Data excerpts:
_____

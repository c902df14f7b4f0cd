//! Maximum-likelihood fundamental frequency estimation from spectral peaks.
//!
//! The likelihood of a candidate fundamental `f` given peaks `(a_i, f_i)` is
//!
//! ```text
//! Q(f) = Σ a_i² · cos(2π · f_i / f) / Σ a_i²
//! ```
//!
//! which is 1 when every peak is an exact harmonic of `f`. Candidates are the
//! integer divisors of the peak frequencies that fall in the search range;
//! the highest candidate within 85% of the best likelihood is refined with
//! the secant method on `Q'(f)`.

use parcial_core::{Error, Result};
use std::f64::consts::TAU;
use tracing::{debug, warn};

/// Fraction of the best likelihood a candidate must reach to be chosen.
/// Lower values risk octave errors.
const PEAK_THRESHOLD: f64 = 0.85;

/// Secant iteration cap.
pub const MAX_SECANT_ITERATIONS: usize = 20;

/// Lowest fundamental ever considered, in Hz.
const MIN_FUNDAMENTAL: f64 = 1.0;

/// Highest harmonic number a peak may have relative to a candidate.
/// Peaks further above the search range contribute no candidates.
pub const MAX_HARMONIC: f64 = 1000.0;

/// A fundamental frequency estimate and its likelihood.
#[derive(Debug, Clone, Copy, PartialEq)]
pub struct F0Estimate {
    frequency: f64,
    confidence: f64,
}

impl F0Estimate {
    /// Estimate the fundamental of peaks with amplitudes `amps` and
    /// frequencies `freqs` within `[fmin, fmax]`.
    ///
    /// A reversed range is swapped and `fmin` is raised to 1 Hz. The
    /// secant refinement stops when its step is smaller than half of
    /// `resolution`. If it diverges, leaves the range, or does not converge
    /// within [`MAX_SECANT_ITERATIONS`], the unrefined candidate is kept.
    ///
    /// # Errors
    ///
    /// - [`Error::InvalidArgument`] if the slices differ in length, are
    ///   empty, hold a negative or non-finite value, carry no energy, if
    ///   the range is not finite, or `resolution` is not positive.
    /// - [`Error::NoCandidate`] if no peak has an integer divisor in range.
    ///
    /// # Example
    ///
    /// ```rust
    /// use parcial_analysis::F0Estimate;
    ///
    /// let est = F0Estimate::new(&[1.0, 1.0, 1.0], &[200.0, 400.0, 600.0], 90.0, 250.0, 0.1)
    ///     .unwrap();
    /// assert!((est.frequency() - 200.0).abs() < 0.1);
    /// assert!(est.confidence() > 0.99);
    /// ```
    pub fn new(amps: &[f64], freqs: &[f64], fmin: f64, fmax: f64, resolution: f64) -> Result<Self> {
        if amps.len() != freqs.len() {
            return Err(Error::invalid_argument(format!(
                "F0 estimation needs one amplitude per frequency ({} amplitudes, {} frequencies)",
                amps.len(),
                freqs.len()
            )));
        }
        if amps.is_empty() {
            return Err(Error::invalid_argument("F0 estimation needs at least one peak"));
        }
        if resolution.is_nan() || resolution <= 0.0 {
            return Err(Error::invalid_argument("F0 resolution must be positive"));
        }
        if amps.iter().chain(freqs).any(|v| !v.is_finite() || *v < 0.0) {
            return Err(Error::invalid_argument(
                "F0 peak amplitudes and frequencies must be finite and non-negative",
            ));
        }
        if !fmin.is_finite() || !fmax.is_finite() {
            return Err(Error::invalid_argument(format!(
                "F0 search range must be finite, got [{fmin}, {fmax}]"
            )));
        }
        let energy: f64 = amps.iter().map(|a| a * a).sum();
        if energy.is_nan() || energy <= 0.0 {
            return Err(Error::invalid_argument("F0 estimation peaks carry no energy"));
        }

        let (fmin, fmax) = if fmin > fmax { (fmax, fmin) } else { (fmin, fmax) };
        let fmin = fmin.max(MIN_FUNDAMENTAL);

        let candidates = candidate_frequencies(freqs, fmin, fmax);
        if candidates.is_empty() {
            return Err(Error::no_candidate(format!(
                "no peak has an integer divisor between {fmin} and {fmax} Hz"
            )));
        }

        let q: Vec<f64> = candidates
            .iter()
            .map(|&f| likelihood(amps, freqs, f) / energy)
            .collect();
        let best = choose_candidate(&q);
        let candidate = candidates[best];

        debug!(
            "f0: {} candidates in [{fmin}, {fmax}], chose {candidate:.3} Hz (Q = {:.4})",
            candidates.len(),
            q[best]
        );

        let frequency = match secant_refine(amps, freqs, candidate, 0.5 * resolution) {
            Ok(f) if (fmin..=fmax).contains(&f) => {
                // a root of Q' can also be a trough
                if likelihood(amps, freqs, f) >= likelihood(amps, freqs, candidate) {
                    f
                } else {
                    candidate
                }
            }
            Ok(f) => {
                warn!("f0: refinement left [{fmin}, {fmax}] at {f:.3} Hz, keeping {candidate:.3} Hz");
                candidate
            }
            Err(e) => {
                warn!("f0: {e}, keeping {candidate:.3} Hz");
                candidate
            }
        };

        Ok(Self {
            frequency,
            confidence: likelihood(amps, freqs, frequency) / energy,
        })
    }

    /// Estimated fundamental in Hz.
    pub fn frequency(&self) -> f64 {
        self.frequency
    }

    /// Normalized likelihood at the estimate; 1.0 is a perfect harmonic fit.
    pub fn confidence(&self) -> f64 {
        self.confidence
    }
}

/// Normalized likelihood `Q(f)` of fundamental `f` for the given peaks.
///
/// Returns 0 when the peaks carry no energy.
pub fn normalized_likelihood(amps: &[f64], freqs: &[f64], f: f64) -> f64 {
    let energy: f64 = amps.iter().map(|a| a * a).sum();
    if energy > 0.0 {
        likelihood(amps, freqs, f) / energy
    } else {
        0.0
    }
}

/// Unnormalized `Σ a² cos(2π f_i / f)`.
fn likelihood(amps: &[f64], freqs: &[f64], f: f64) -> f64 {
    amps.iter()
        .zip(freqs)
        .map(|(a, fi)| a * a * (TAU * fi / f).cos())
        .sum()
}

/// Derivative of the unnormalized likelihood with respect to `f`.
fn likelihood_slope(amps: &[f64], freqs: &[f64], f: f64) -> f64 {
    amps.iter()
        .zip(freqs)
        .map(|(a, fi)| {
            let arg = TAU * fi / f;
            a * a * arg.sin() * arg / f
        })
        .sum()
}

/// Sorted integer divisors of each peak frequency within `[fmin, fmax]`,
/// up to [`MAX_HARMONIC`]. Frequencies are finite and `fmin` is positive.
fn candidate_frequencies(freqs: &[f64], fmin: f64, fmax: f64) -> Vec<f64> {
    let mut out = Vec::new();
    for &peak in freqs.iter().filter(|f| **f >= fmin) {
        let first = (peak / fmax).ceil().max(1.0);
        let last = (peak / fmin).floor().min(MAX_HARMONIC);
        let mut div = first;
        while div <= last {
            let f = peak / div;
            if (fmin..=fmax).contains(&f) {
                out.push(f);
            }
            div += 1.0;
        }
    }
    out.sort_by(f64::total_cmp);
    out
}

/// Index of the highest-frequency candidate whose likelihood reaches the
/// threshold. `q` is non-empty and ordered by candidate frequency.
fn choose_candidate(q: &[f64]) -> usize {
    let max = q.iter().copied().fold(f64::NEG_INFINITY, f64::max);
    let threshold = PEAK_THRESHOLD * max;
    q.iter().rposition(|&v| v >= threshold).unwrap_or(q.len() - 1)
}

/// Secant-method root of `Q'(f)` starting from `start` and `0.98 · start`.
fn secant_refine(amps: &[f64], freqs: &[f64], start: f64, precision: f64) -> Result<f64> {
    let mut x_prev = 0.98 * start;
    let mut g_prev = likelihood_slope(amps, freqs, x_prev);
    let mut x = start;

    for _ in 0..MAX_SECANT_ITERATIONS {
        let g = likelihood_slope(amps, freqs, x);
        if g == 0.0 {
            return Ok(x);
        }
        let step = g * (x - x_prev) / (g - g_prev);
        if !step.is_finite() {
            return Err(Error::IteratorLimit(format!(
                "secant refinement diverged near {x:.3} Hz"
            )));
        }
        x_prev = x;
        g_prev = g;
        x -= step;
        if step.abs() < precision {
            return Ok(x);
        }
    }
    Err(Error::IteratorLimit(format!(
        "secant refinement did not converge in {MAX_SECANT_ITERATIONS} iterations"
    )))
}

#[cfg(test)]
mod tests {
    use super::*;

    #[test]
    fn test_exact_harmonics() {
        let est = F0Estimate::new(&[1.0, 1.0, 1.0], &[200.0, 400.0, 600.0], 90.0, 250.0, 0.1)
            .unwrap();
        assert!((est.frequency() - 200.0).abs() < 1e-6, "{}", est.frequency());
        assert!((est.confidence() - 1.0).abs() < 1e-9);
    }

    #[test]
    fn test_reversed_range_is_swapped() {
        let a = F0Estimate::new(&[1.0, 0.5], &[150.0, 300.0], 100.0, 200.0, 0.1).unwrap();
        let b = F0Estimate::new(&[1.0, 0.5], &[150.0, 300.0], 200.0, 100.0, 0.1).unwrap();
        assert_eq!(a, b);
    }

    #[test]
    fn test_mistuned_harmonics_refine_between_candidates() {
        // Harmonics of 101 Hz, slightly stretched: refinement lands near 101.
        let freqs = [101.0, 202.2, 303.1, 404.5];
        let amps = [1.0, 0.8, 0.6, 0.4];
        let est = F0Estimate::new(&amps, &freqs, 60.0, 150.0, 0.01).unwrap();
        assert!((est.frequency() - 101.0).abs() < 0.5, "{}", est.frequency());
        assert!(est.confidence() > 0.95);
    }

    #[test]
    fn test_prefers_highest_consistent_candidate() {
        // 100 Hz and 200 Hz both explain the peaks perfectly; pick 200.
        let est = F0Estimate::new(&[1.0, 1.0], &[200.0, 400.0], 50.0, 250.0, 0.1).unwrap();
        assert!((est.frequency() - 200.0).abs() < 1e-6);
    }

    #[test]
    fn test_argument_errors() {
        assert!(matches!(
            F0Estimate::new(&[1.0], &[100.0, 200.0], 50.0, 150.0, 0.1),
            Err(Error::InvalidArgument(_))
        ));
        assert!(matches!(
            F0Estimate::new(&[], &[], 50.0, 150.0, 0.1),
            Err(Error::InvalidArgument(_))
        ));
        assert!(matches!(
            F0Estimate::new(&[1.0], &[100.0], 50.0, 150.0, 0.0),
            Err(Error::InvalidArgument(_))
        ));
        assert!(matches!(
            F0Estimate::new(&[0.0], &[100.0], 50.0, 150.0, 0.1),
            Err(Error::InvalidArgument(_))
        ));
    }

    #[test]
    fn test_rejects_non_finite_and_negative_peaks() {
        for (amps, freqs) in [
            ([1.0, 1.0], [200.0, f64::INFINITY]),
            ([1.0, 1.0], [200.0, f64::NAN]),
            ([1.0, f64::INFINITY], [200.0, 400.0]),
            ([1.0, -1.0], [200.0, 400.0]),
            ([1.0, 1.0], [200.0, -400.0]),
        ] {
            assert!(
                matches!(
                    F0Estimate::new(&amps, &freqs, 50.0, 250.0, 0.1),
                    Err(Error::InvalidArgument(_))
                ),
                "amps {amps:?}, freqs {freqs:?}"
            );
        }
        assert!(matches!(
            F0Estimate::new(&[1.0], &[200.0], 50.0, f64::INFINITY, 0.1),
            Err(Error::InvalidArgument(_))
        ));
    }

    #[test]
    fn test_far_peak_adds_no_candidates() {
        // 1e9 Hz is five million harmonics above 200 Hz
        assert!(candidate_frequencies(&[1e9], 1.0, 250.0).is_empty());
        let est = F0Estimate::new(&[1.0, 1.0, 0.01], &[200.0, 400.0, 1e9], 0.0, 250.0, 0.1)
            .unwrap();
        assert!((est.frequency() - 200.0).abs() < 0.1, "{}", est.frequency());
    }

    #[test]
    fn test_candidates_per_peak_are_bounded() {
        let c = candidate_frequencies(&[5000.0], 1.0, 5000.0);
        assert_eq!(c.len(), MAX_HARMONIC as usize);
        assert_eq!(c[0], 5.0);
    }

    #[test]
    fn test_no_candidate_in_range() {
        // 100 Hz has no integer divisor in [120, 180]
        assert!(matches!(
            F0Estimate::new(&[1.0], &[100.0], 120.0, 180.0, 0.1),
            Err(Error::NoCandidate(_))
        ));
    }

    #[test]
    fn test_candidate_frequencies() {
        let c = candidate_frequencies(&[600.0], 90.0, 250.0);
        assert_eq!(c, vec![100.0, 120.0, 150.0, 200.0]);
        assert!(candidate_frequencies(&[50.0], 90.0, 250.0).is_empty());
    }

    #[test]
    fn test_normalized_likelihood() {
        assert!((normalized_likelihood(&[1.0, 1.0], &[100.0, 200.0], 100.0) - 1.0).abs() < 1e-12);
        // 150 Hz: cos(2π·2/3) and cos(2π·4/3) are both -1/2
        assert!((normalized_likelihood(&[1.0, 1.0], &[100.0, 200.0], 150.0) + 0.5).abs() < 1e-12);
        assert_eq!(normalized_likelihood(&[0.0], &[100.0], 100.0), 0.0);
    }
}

_____

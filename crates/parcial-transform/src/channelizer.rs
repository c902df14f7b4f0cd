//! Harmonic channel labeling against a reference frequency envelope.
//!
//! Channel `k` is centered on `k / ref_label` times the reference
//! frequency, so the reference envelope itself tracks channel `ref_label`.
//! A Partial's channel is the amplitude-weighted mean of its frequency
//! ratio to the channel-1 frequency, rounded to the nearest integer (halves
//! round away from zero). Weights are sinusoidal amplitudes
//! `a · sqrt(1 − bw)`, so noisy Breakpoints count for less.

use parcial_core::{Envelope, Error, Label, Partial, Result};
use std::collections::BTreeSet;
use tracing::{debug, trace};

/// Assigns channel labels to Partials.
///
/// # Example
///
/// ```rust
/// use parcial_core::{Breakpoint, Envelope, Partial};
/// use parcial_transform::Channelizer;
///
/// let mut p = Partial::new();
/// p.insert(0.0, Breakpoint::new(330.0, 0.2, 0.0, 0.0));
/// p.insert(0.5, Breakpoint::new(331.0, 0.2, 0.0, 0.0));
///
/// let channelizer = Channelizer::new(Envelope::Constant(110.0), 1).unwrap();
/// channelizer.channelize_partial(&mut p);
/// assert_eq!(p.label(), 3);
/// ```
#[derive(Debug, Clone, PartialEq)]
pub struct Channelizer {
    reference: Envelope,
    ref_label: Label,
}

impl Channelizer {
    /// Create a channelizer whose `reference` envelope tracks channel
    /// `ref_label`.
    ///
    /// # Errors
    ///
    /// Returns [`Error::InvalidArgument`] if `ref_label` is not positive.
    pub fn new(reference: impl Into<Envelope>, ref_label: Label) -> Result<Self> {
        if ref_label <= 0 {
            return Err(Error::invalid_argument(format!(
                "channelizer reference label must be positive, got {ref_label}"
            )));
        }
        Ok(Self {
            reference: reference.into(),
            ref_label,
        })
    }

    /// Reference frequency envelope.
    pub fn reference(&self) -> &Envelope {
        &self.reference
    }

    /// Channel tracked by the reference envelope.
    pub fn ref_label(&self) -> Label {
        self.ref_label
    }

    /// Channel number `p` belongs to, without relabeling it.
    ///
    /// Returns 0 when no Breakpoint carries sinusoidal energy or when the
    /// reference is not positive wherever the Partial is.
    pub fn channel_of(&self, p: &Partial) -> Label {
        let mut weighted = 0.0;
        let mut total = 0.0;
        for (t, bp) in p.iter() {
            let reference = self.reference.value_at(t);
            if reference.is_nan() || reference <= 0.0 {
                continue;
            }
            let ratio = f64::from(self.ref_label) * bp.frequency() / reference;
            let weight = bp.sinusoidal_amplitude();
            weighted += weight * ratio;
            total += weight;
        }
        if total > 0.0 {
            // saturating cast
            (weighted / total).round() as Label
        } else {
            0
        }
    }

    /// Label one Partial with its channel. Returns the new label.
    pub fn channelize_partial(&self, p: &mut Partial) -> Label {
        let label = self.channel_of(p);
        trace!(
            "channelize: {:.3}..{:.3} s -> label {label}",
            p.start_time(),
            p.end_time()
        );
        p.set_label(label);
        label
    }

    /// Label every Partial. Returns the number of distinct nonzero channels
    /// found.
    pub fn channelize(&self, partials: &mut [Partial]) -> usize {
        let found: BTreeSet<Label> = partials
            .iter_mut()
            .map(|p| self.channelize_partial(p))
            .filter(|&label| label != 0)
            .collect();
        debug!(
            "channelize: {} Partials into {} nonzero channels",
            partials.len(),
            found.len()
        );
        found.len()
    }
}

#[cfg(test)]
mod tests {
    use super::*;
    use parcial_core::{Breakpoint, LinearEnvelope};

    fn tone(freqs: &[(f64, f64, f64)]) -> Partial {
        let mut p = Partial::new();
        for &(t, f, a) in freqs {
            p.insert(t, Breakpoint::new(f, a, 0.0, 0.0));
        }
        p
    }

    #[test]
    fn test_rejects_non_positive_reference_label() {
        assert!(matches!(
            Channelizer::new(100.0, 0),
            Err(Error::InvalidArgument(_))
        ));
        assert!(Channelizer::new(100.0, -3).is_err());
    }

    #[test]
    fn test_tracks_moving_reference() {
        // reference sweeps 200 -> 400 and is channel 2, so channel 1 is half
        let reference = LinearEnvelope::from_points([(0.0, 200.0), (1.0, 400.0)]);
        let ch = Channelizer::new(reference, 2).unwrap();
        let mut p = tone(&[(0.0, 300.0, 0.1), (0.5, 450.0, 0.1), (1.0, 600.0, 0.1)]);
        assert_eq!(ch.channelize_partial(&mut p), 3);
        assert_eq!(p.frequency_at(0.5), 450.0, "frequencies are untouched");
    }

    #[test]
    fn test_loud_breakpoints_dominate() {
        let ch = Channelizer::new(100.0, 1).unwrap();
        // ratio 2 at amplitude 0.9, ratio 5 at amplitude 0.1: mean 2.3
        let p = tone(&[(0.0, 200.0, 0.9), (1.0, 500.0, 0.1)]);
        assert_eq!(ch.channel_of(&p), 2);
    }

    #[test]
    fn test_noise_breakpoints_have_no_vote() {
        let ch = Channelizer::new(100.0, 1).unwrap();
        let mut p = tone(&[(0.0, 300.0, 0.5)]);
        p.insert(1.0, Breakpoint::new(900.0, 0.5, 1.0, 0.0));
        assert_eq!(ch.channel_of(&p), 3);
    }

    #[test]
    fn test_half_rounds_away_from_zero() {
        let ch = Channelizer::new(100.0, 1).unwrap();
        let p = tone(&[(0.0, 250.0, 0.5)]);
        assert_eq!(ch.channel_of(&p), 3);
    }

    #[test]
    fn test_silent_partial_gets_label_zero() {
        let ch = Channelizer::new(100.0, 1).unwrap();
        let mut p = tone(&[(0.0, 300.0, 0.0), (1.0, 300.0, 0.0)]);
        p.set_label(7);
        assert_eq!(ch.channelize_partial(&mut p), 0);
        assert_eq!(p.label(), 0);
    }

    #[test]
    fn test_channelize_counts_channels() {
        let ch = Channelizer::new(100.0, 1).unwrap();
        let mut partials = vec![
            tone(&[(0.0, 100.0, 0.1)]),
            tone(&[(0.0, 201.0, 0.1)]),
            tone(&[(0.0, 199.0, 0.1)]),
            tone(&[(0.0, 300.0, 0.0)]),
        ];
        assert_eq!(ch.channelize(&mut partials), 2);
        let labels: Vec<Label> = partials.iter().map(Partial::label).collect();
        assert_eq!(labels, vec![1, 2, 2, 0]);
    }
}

_____

What is being asked: Reproduce the entries above exactly, but only the lines between the line holding "const PEAK_THRESHOLD: f64 = 0.85;" and the line holding "than half of", inclusive.

Output below:
const PEAK_THRESHOLD: f64 = 0.85;

/// Secant iteration cap.
pub const MAX_SECANT_ITERATIONS: usize = 20;

/// Lowest fundamental ever considered, in Hz.
const MIN_FUNDAMENTAL: f64 = 1.0;

/// Highest harmonic number a peak may have relative to a candidate.
/// Peaks further above the search range contribute no candidates.
pub const MAX_HARMONIC: f64 = 1000.0;

/// A fundamental frequency estimate and its likelihood.
#[derive(Debug, Clone, Copy, PartialEq)]
pub struct F0Estimate {
    frequency: f64,
    confidence: f64,
}

impl F0Estimate {
    /// Estimate the fundamental of peaks with amplitudes `amps` and
    /// frequencies `freqs` within `[fmin, fmax]`.
    ///
    /// A reversed range is swapped and `fmin` is raised to 1 Hz. The
    /// secant refinement stops when its step is smaller than half of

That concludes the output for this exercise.